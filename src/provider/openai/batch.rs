//! Batch lifecycle: JSONL file upload plus a batch object over it.

use std::collections::HashMap;

use chrono::{DateTime, Utc};
use serde::{Deserialize, Serialize};
use serde_json::Value;
use tracing::debug;

use super::wire::{ApiError, ChatCompletionResponse};
use super::{transform, OpenAiClient};
use crate::batch::{BatchCounts, BatchJob, BatchRequest, BatchResult, BatchStatus, ListBatchOptions};
use crate::error::RouterError;
use crate::provider::transport_error;
use crate::types::Provider;

#[derive(Debug, Serialize)]
struct BatchCreateRequest {
    input_file_id: String,
    endpoint: String,
    completion_window: String,
}

#[derive(Debug, Default, Deserialize)]
pub(crate) struct BatchObject {
    #[serde(default)]
    pub id: String,
    #[serde(default)]
    pub endpoint: String,
    #[serde(default)]
    pub input_file_id: String,
    #[serde(default)]
    pub status: String,
    #[serde(default)]
    pub output_file_id: Option<String>,
    #[serde(default)]
    pub error_file_id: Option<String>,
    #[serde(default)]
    pub created_at: i64,
    #[serde(default)]
    pub completed_at: i64,
    #[serde(default)]
    pub expires_at: i64,
    #[serde(default)]
    pub request_counts: Option<WireCounts>,
}

#[derive(Debug, Default, Deserialize)]
pub(crate) struct WireCounts {
    #[serde(default)]
    pub total: u32,
    #[serde(default)]
    pub completed: u32,
    #[serde(default)]
    pub failed: u32,
}

/// One line of the JSONL input file.
#[derive(Debug, Serialize)]
struct BatchInputLine {
    custom_id: String,
    method: String,
    url: String,
    body: Value,
}

/// One line of the JSONL output file.
#[derive(Debug, Deserialize)]
struct BatchOutputLine {
    #[serde(default)]
    custom_id: String,
    #[serde(default)]
    response: Option<BatchResponseData>,
    #[serde(default)]
    error: Option<ApiError>,
}

#[derive(Debug, Deserialize)]
struct BatchResponseData {
    body: ChatCompletionResponse,
}

#[derive(Debug, Deserialize)]
struct BatchList {
    #[serde(default)]
    data: Vec<BatchObject>,
}

#[derive(Debug, Deserialize)]
struct FileUploadResponse {
    id: String,
}

const COMPLETIONS_ENDPOINT: &str = "/v1/chat/completions";

impl OpenAiClient {
    pub(super) async fn create_batch_job(
        &self,
        requests: &[BatchRequest],
    ) -> Result<BatchJob, RouterError> {
        let mut jsonl = String::new();
        for req in requests {
            let wire = transform::request(&req.request, false)?;
            let line = BatchInputLine {
                custom_id: req.custom_id.clone(),
                method: "POST".into(),
                url: COMPLETIONS_ENDPOINT.into(),
                body: serde_json::to_value(&wire).map_err(|e| {
                    RouterError::invalid_request("failed to encode batch line").with_cause(e)
                })?,
            };
            jsonl.push_str(&serde_json::to_string(&line).map_err(|e| {
                RouterError::invalid_request("failed to encode batch line").with_cause(e)
            })?);
            jsonl.push('\n');
        }

        let file_id = self.upload_batch_file(jsonl).await?;
        debug!(file_id, requests = requests.len(), "batch input uploaded");

        let create = BatchCreateRequest {
            input_file_id: file_id,
            endpoint: COMPLETIONS_ENDPOINT.into(),
            completion_window: "24h".into(),
        };
        let resp = self
            .request(reqwest::Method::POST, format!("{}/batches", self.base_url))
            .json(&create)
            .send()
            .await
            .map_err(|e| transport_error(Provider::OpenAi, e))?;

        if !resp.status().is_success() {
            return Err(self.error_from_response(resp).await);
        }
        let batch: BatchObject = resp.json().await.map_err(|e| {
            RouterError::server_error(Provider::OpenAi, "failed to decode response").with_cause(e)
        })?;
        Ok(convert_batch_job(&batch))
    }

    async fn upload_batch_file(&self, jsonl: String) -> Result<String, RouterError> {
        let part = reqwest::multipart::Part::bytes(jsonl.into_bytes())
            .file_name("batch_input.jsonl")
            .mime_str("application/jsonl")
            .map_err(|e| {
                RouterError::invalid_request("failed to build batch upload").with_cause(e)
            })?;
        let form = reqwest::multipart::Form::new()
            .text("purpose", "batch")
            .part("file", part);

        let resp = self
            .authorized(reqwest::Method::POST, format!("{}/files", self.base_url))
            .multipart(form)
            .send()
            .await
            .map_err(|e| transport_error(Provider::OpenAi, e))?;

        if !resp.status().is_success() {
            return Err(self.error_from_response(resp).await);
        }
        let file: FileUploadResponse = resp.json().await.map_err(|e| {
            RouterError::server_error(Provider::OpenAi, "failed to decode upload response")
                .with_cause(e)
        })?;
        Ok(file.id)
    }

    pub(super) async fn fetch_batch(&self, batch_id: &str) -> Result<BatchJob, RouterError> {
        let resp = self
            .request(
                reqwest::Method::GET,
                format!("{}/batches/{batch_id}", self.base_url),
            )
            .send()
            .await
            .map_err(|e| transport_error(Provider::OpenAi, e))?;

        if !resp.status().is_success() {
            return Err(self.error_from_response(resp).await);
        }
        let batch: BatchObject = resp.json().await.map_err(|e| {
            RouterError::server_error(Provider::OpenAi, "failed to decode response").with_cause(e)
        })?;
        Ok(convert_batch_job(&batch))
    }

    pub(super) async fn fetch_batch_results(
        &self,
        batch_id: &str,
    ) -> Result<Vec<BatchResult>, RouterError> {
        let job = self.fetch_batch(batch_id).await?;
        let output_file_id = job
            .metadata
            .get("output_file_id")
            .filter(|id| !id.is_empty())
            .ok_or_else(|| {
                RouterError::invalid_request("batch has no output file")
                    .with_provider(Provider::OpenAi)
            })?;

        let resp = self
            .request(
                reqwest::Method::GET,
                format!("{}/files/{output_file_id}/content", self.base_url),
            )
            .send()
            .await
            .map_err(|e| transport_error(Provider::OpenAi, e))?;

        if !resp.status().is_success() {
            return Err(self.error_from_response(resp).await);
        }
        let body = resp.text().await.map_err(|e| {
            RouterError::server_error(Provider::OpenAi, "failed to read results").with_cause(e)
        })?;

        Ok(parse_output_lines(&body))
    }

    pub(super) async fn cancel_batch_job(&self, batch_id: &str) -> Result<(), RouterError> {
        let resp = self
            .request(
                reqwest::Method::POST,
                format!("{}/batches/{batch_id}/cancel", self.base_url),
            )
            .send()
            .await
            .map_err(|e| transport_error(Provider::OpenAi, e))?;

        if !resp.status().is_success() {
            return Err(self.error_from_response(resp).await);
        }
        Ok(())
    }

    pub(super) async fn list_batch_jobs(
        &self,
        opts: Option<&ListBatchOptions>,
    ) -> Result<Vec<BatchJob>, RouterError> {
        let mut req = self.request(reqwest::Method::GET, format!("{}/batches", self.base_url));
        if let Some(opts) = opts {
            if let Some(limit) = opts.limit {
                req = req.query(&[("limit", limit.to_string())]);
            }
            if let Some(after) = &opts.after {
                req = req.query(&[("after", after)]);
            }
        }

        let resp = req
            .send()
            .await
            .map_err(|e| transport_error(Provider::OpenAi, e))?;

        if !resp.status().is_success() {
            return Err(self.error_from_response(resp).await);
        }
        let list: BatchList = resp.json().await.map_err(|e| {
            RouterError::server_error(Provider::OpenAi, "failed to decode response").with_cause(e)
        })?;
        Ok(list.data.iter().map(convert_batch_job).collect())
    }
}

fn parse_output_lines(body: &str) -> Vec<BatchResult> {
    let mut results = Vec::new();
    for line in body.lines().filter(|l| !l.trim().is_empty()) {
        let parsed: BatchOutputLine = match serde_json::from_str(line) {
            Ok(parsed) => parsed,
            Err(_) => continue,
        };

        let outcome = if let Some(err) = parsed.error {
            Err(RouterError::server_error(Provider::OpenAi, err.message))
        } else if let Some(data) = parsed.response {
            transform::response(&data.body)
        } else {
            Err(RouterError::server_error(
                Provider::OpenAi,
                "batch line carried neither response nor error",
            ))
        };

        results.push(BatchResult {
            custom_id: parsed.custom_id,
            outcome,
        });
    }
    results
}

pub(crate) fn convert_batch_job(batch: &BatchObject) -> BatchJob {
    let mut metadata = HashMap::new();
    metadata.insert("input_file_id".to_string(), batch.input_file_id.clone());
    metadata.insert(
        "output_file_id".to_string(),
        batch.output_file_id.clone().unwrap_or_default(),
    );
    metadata.insert(
        "error_file_id".to_string(),
        batch.error_file_id.clone().unwrap_or_default(),
    );
    metadata.insert("endpoint".to_string(), batch.endpoint.clone());

    BatchJob {
        id: batch.id.clone(),
        provider: Provider::OpenAi,
        status: convert_status(&batch.status),
        created_at: timestamp(batch.created_at),
        completed_at: timestamp(batch.completed_at),
        expires_at: timestamp(batch.expires_at),
        counts: batch
            .request_counts
            .as_ref()
            .map(|c| BatchCounts {
                total: c.total,
                completed: c.completed,
                failed: c.failed,
            })
            .unwrap_or_default(),
        metadata,
    }
}

fn timestamp(secs: i64) -> Option<DateTime<Utc>> {
    (secs > 0).then(|| DateTime::<Utc>::from_timestamp(secs, 0)).flatten()
}

fn convert_status(status: &str) -> BatchStatus {
    match status {
        "validating" => BatchStatus::Validating,
        "in_progress" | "cancelling" => BatchStatus::InProgress,
        "finalizing" => BatchStatus::Finalizing,
        "completed" => BatchStatus::Completed,
        "failed" => BatchStatus::Failed,
        "expired" => BatchStatus::Expired,
        "cancelled" => BatchStatus::Cancelled,
        _ => BatchStatus::Pending,
    }
}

▬▬▬

What the exercise asks:
Say how many lines in the records contain the word "parsed". Nothing but the number is required.

Reply to the task:
5